As my other male friend Matt puts it: 'Men absolutely have the same worries as women, but it's not as socially acceptable to talk about it. For some men, it feels harder to do so they cover it up in different ways, sometimes by joking around and being a prick. My girlfriend often jokes about how crap she is at everything, and that's her way of dealing with it.' To probably varyingly helpful degrees – you're not bottling it up, which is good, but you're also going too far the other way. Saying you're crap at everything, will make you feel crap at everything.
It's not socially acceptable for a guy to walk around talking loudly about how crap he is at life, how he can't budget or he's rubbish at choosing what sort of trousers to wear in the morning. Some guys definitely do walk around talking loudly about these things, because nobody's the same and we're all a big melting pot of humanity amiright, but it's not such a cultural norm as it is for women – and if you're shaking your head like I'm a moron right now, then you aren't talking to enough women, or reading enough contemporary culture written by and for women. From Bridget Jones onwards, self deprecation is big business – both for guys and gals – but it's especially for the girls.
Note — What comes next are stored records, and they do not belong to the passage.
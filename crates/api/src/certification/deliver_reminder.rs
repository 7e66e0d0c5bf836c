use certwatch_domain::{Certification, CertificationReminder, Classification, ReminderType};
use certwatch_infra::{CertwatchContext, LockCondition, ReminderEmail, ReminderLock};
use chrono::{DateTime, Duration, Utc};
use tracing::{error, info, warn};

/// Which kind of reminder to send
#[derive(Debug, Clone, Copy, PartialEq, Eq)]
pub enum ReminderKind {
    /// Requested by an admin for one certification
    Manual,
    /// Picked up by the reminder sweep, typed by the threshold it crossed
    Scheduled,
}

#[derive(Debug, PartialEq, Eq)]
pub enum DeliveryOutcome {
    Sent,
    /// Rendering or sending failed. The certification was left unchanged.
    Failed,
    /// Another run holds the certification, or it stopped being due
    Skipped,
}

#[derive(Debug)]
pub struct StorageError;

/// End of the claim a run takes on a certification
pub fn lock_until(now: DateTime<Utc>, ctx: &CertwatchContext) -> DateTime<Utc> {
    now + Duration::seconds(ctx.config.reminder_lock_secs)
}

/// Sends one reminder for `certification`.
///
/// The certification is claimed for the duration of the run so that
/// concurrent runs never send the same reminder twice. Every attempt is
/// recorded as a `CertificationReminder`, whether the email went out or not.
pub async fn deliver_reminder(
    certification: Certification,
    kind: ReminderKind,
    condition: LockCondition,
    ctx: &CertwatchContext,
) -> Result<DeliveryOutcome, StorageError> {
    let now = ctx.sys.get_datetime();
    let policy = ctx.config.expiry_policy;
    let achievement_id = certification.achievement.id.clone();

    let lock = ReminderLock {
        achievement_id: achievement_id.clone(),
        now,
        until: lock_until(now, ctx),
        condition,
    };
    let mut achievement = match ctx.repos.achievements.lock_for_reminder(&lock).await {
        Ok(Some(achievement)) => achievement,
        Ok(None) => {
            info!(
                "Skipping certification {}: already being processed or no longer due",
                achievement_id
            );
            return Ok(DeliveryOutcome::Skipped);
        }
        Err(e) => {
            error!(
                "Unable to claim certification {} for a reminder: {:?}",
                achievement_id, e
            );
            return Err(StorageError);
        }
    };
    let scheduled_for = match kind {
        ReminderKind::Manual => now,
        ReminderKind::Scheduled => achievement.next_reminder_date.unwrap_or(now),
    };

    // Only persisted after a successful send, a failed send leaves the certification due
    achievement.sync_expired_flag(now, &policy);
    let classification = achievement.classify(now, &policy);
    let reminder_type = match kind {
        ReminderKind::Manual => ReminderType::Custom,
        ReminderKind::Scheduled => ReminderType::for_classification(&classification),
    };
    let certification = Certification {
        achievement,
        ..certification
    };

    let email = render(&certification, &classification, ctx).await;
    let sent = match &email {
        Some(email) => {
            let message = email.to_message(&certification.customer.email);
            match ctx.mailer.send(&message).await {
                Ok(()) => true,
                Err(e) => {
                    warn!(
                        "Failed to send reminder for certification {} to {}: {:?}",
                        achievement_id, certification.customer.email, e
                    );
                    false
                }
            }
        }
        None => false,
    };

    let mut achievement = certification.achievement;
    if sent {
        achievement.record_reminder_sent(&classification, now, &policy);
        if let Err(e) = ctx.repos.achievements.save(&achievement).await {
            error!(
                "Reminder for certification {} was sent but its bookkeeping could not be saved: {:?}",
                achievement_id, e
            );
        }
    } else if let Err(e) = ctx.repos.achievements.unlock(&achievement_id).await {
        error!(
            "Unable to release certification {} after a failed reminder: {:?}",
            achievement_id, e
        );
    }

    let (email_subject, email_content) = match email {
        Some(email) => (email.subject, email.html_body),
        None => (String::new(), String::new()),
    };
    let reminder = CertificationReminder {
        id: Default::default(),
        tenant_id: achievement.tenant_id.clone(),
        achievement_id: achievement_id.clone(),
        reminder_type,
        scheduled_for,
        sent_at: now,
        email_sent: sent,
        email_subject,
        email_content,
    };
    record(&reminder, ctx).await;

    Ok(if sent {
        DeliveryOutcome::Sent
    } else {
        DeliveryOutcome::Failed
    })
}

async fn render(
    certification: &Certification,
    classification: &Classification,
    ctx: &CertwatchContext,
) -> Option<ReminderEmail> {
    let tenant_id = &certification.achievement.tenant_id;
    let tenant = match ctx.repos.tenants.find(tenant_id).await {
        Some(tenant) => tenant,
        None => {
            error!(
                "Tenant {} of certification {} was not found",
                tenant_id, certification.achievement.id
            );
            return None;
        }
    };
    ctx.templates
        .render(
            certification,
            &tenant,
            classification,
            &ctx.config.expiry_policy,
        )
        .map_err(|e| {
            error!(
                "Unable to render reminder for certification {}: {:?}",
                certification.achievement.id, e
            );
            e
        })
        .ok()
}

async fn record(reminder: &CertificationReminder, ctx: &CertwatchContext) {
    if let Err(e) = ctx.repos.reminders.insert(reminder).await {
        error!(
            "Unable to store reminder record for certification {}: {:?}",
            reminder.achievement_id, e
        );
    }
}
And while it has its benefits, it's also ultimately something we need to address – because, like Matt's girlfriend, if you jokingly say yu're crap at everything, then you'll start to believe it. In recent Yale-based studies of women in the workplace, it was women who were found to be overly negative about their achievements, because those who self-promoted were less liked – so we're negatively affecting our careers too.
The solution? Say you're mega fit as a joke. Just kidding, there isn't one, but if we can maybe be a little more honest with ourselves and all start doing the little things like taking a fucking compliment once in a while, or walking through that 'Beautiful' door a little more often, then maybe we can slowly shift towards the middle of the spectrum. I mean, on a personal level, I'm still fucking terrified someone's going to rip me apart for saying I'm 'above average looking' but hey, why not? I'm just being a laaaaad.